impl CellGrid {
    /// Create a grid over `envelope` with one branching factor per level.
    ///
    /// # Errors
    ///
    /// `InvalidInput` if there are no levels, a factor is zero, the envelope
    /// has a non-finite or zero-sized side, or the deepest level would have
    /// more than 2^53 cells per axis.
    pub fn new(envelope: Envelope, branching: impl Into<Vec<u32>>) -> Result<Self> {
        let branching = branching.into();
        if branching.is_empty() {
            return Err(LabelGridError::InvalidInput(
                "Grid needs at least one level".to_string(),
            ));
        }
        if let Some(level) = branching.iter().position(|&b| b == 0) {
            return Err(LabelGridError::InvalidInput(format!(
                "Branching factor at level {} must be positive",
                level
            )));
        }
        let bounds = [
            envelope.min_x(),
            envelope.min_y(),
            envelope.max_x(),
            envelope.max_y(),
        ];
        if bounds.iter().any(|v| !v.is_finite()) {
            return Err(LabelGridError::InvalidInput(format!(
                "Grid envelope must be finite, got {:?}",
                bounds
            )));
        }
        if envelope.width() <= 0.0 || envelope.height() <= 0.0 {
            return Err(LabelGridError::InvalidInput(format!(
                "Grid envelope must have positive width and height, got {} x {}",
                envelope.width(),
                envelope.height()
            )));
        }
        let mut resolution: u64 = 1;
        for &b in &branching {
            resolution = resolution
                .checked_mul(u64::from(b))
                .filter(|r| *r <= MAX_RESOLUTION)
                .ok_or_else(|| {
                    LabelGridError::InvalidInput(format!(
                        "Branching factors {:?} produce too many cells per axis",
                        branching
                    ))
                })?;
        }

        let mut hasher = FxHasher::default();
        for v in bounds {
            v.to_bits().hash(&mut hasher);
        }
        envelope.crs.hash(&mut hasher);
        branching.hash(&mut hasher);
        let fingerprint = hasher.finish();

        log::debug!(
            "CellGrid over {:?} with branching {:?} ({} cells per axis)",
            bounds,
            branching,
            resolution
        );

        Ok(Self {
            envelope,
            branching,
            fingerprint,
        })
    }

    /// Rebuild a grid from an address attribute name such as `GI40_2_2_2`.
    ///
    /// # Errors
    ///
    /// `InvalidInput` if the name lacks the prefix or a factor does not parse,
    /// plus any error from [`CellGrid::new`].
    pub fn from_attribute_name(envelope: Envelope, attribute_name: &str) -> Result<Self> {
        let Some(sizes) = attribute_name.strip_prefix(ADDRESS_ATTRIBUTE_PREFIX) else {
            return Err(LabelGridError::InvalidInput(format!(
                "{} does not start with expected prefix {}",
                attribute_name, ADDRESS_ATTRIBUTE_PREFIX
            )));
        };
        let branching = sizes
            .split('_')
            .map(|s| {
                s.parse::<u32>().map_err(|e| {
                    LabelGridError::InvalidInput(format!(
                        "{} has a bad branching factor {:?}: {}",
                        attribute_name, s, e
                    ))
                })
            })
            .collect::<Result<Vec<_>>>()?;
        Self::new(envelope, branching)
    }

    /// Attribute name under which addresses of this grid are stored,
    /// e.g. `GI40_2_2_2`. A reader can rebuild the grid from it.
    pub fn attribute_name(&self) -> String {
        let sizes: Vec<String> = self.branching.iter().map(u32::to_string).collect();
        format!("{}{}", ADDRESS_ATTRIBUTE_PREFIX, sizes.join("_"))
    }

    pub fn envelope(&self) -> &Envelope {
        &self.envelope
    }

    pub fn branching(&self) -> &[u32] {
        &self.branching
    }

    /// Maximum depth of the hierarchy.
    pub fn num_levels(&self) -> usize {
        self.branching.len()
    }

    /// Branching factor of cells at `depth`, i.e. how many children per axis
    /// a cell at that depth has. `None` at the deepest level.
    pub fn branching_at(&self, depth: usize) -> Option<u32> {
        self.branching.get(depth).copied()
    }

    /// The depth-0 address covering the whole envelope.
    pub fn root(&self) -> CellAddress<'_> {
        CellAddress {
            grid: self,
            path: SmallVec::new(),
        }
    }

    /// Deepest address whose cell contains `coord`.
    ///
    /// Coordinates outside the envelope are clamped to the nearest edge cell
    /// at every level, so this never fails.
    pub fn locate(&self, coord: Coord) -> CellAddress<'_> {
        let mut path = SmallVec::with_capacity(self.num_levels());
        let (mut gx, mut gy) = (0u64, 0u64);
        let mut resolution = 1u64;
        for &b in &self.branching {
            let b = u64::from(b);
            resolution *= b;
            let ix = self.locate_axis(
                coord.x,
                self.envelope.min_x(),
                self.envelope.max_x(),
                gx * b,
                b,
                resolution,
            );
            let iy = self.locate_axis(
                coord.y,
                self.envelope.min_y(),
                self.envelope.max_y(),
                gy * b,
                b,
                resolution,
            );
            gx = gx * b + ix;
            gy = gy * b + iy;
            path.push((ix as u32, iy as u32));
        }
        CellAddress { grid: self, path }
    }

    /// Child index along one axis, relative to the first child `first` of
    /// the parent cell.
    fn locate_axis(
        &self,
        value: f64,
        min: f64,
        max: f64,
        first: u64,
        branch: u64,
        resolution: u64,
    ) -> u64 {
        let last = first + branch - 1;
        let raw = ((value - min) / (max - min) * resolution as f64).floor();
        let mut index = if raw.is_nan() || raw <= first as f64 {
            first
        } else if raw >= last as f64 {
            last
        } else {
            raw as u64
        };
        // Settle against the exact cell bounds so the located cell always
        // covers the coordinate.
        while index > first && value < cell_bound(min, max, index, resolution) {
            index -= 1;
        }
        while index < last && value >= cell_bound(min, max, index + 1, resolution) {
            index += 1;
        }
        index - first
    }

    fn is_same(&self, other: &CellGrid) -> bool {
        std::ptr::eq(self, other) || self == other
    }
}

- Brief
The records above need to be written out again. Keep them exact.

- Solution for this exercise
impl CellGrid {
    /// Create a grid over `envelope` with one branching factor per level.
    ///
    /// # Errors
    ///
    /// `InvalidInput` if there are no levels, a factor is zero, the envelope
    /// has a non-finite or zero-sized side, or the deepest level would have
    /// more than 2^53 cells per axis.
    pub fn new(envelope: Envelope, branching: impl Into<Vec<u32>>) -> Result<Self> {
        let branching = branching.into();
        if branching.is_empty() {
            return Err(LabelGridError::InvalidInput(
                "Grid needs at least one level".to_string(),
            ));
        }
        if let Some(level) = branching.iter().position(|&b| b == 0) {
            return Err(LabelGridError::InvalidInput(format!(
                "Branching factor at level {} must be positive",
                level
            )));
        }
        let bounds = [
            envelope.min_x(),
            envelope.min_y(),
            envelope.max_x(),
            envelope.max_y(),
        ];
        if bounds.iter().any(|v| !v.is_finite()) {
            return Err(LabelGridError::InvalidInput(format!(
                "Grid envelope must be finite, got {:?}",
                bounds
            )));
        }
        if envelope.width() <= 0.0 || envelope.height() <= 0.0 {
            return Err(LabelGridError::InvalidInput(format!(
                "Grid envelope must have positive width and height, got {} x {}",
                envelope.width(),
                envelope.height()
            )));
        }
        let mut resolution: u64 = 1;
        for &b in &branching {
            resolution = resolution
                .checked_mul(u64::from(b))
                .filter(|r| *r <= MAX_RESOLUTION)
                .ok_or_else(|| {
                    LabelGridError::InvalidInput(format!(
                        "Branching factors {:?} produce too many cells per axis",
                        branching
                    ))
                })?;
        }

        let mut hasher = FxHasher::default();
        for v in bounds {
            v.to_bits().hash(&mut hasher);
        }
        envelope.crs.hash(&mut hasher);
        branching.hash(&mut hasher);
        let fingerprint = hasher.finish();

        log::debug!(
            "CellGrid over {:?} with branching {:?} ({} cells per axis)",
            bounds,
            branching,
            resolution
        );

        Ok(Self {
            envelope,
            branching,
            fingerprint,
        })
    }

    /// Rebuild a grid from an address attribute name such as `GI40_2_2_2`.
    ///
    /// # Errors
    ///
    /// `InvalidInput` if the name lacks the prefix or a factor does not parse,
    /// plus any error from [`CellGrid::new`].
    pub fn from_attribute_name(envelope: Envelope, attribute_name: &str) -> Result<Self> {
        let Some(sizes) = attribute_name.strip_prefix(ADDRESS_ATTRIBUTE_PREFIX) else {
            return Err(LabelGridError::InvalidInput(format!(
                "{} does not start with expected prefix {}",
                attribute_name, ADDRESS_ATTRIBUTE_PREFIX
            )));
        };
        let branching = sizes
            .split('_')
            .map(|s| {
                s.parse::<u32>().map_err(|e| {
                    LabelGridError::InvalidInput(format!(
                        "{} has a bad branching factor {:?}: {}",
                        attribute_name, s, e
                    ))
                })
            })
            .collect::<Result<Vec<_>>>()?;
        Self::new(envelope, branching)
    }

    /// Attribute name under which addresses of this grid are stored,
    /// e.g. `GI40_2_2_2`. A reader can rebuild the grid from it.
    pub fn attribute_name(&self) -> String {
        let sizes: Vec<String> = self.branching.iter().map(u32::to_string).collect();
        format!("{}{}", ADDRESS_ATTRIBUTE_PREFIX, sizes.join("_"))
    }

    pub fn envelope(&self) -> &Envelope {
        &self.envelope
    }

    pub fn branching(&self) -> &[u32] {
        &self.branching
    }

    /// Maximum depth of the hierarchy.
    pub fn num_levels(&self) -> usize {
        self.branching.len()
    }

    /// Branching factor of cells at `depth`, i.e. how many children per axis
    /// a cell at that depth has. `None` at the deepest level.
    pub fn branching_at(&self, depth: usize) -> Option<u32> {
        self.branching.get(depth).copied()
    }

    /// The depth-0 address covering the whole envelope.
    pub fn root(&self) -> CellAddress<'_> {
        CellAddress {
            grid: self,
            path: SmallVec::new(),
        }
    }

    /// Deepest address whose cell contains `coord`.
    ///
    /// Coordinates outside the envelope are clamped to the nearest edge cell
    /// at every level, so this never fails.
    pub fn locate(&self, coord: Coord) -> CellAddress<'_> {
        let mut path = SmallVec::with_capacity(self.num_levels());
        let (mut gx, mut gy) = (0u64, 0u64);
        let mut resolution = 1u64;
        for &b in &self.branching {
            let b = u64::from(b);
            resolution *= b;
            let ix = self.locate_axis(
                coord.x,
                self.envelope.min_x(),
                self.envelope.max_x(),
                gx * b,
                b,
                resolution,
            );
            let iy = self.locate_axis(
                coord.y,
                self.envelope.min_y(),
                self.envelope.max_y(),
                gy * b,
                b,
                resolution,
            );
            gx = gx * b + ix;
            gy = gy * b + iy;
            path.push((ix as u32, iy as u32));
        }
        CellAddress { grid: self, path }
    }

    /// Child index along one axis, relative to the first child `first` of
    /// the parent cell.
    fn locate_axis(
        &self,
        value: f64,
        min: f64,
        max: f64,
        first: u64,
        branch: u64,
        resolution: u64,
    ) -> u64 {
        let last = first + branch - 1;
        let raw = ((value - min) / (max - min) * resolution as f64).floor();
        let mut index = if raw.is_nan() || raw <= first as f64 {
            first
        } else if raw >= last as f64 {
            last
        } else {
            raw as u64
        };
        // Settle against the exact cell bounds so the located cell always
        // covers the coordinate.
        while index > first && value < cell_bound(min, max, index, resolution) {
            index -= 1;
        }
        while index < last && value >= cell_bound(min, max, index + 1, resolution) {
            index += 1;
        }
        index - first
    }

    fn is_same(&self, other: &CellGrid) -> bool {
        std::ptr::eq(self, other) || self == other
    }
}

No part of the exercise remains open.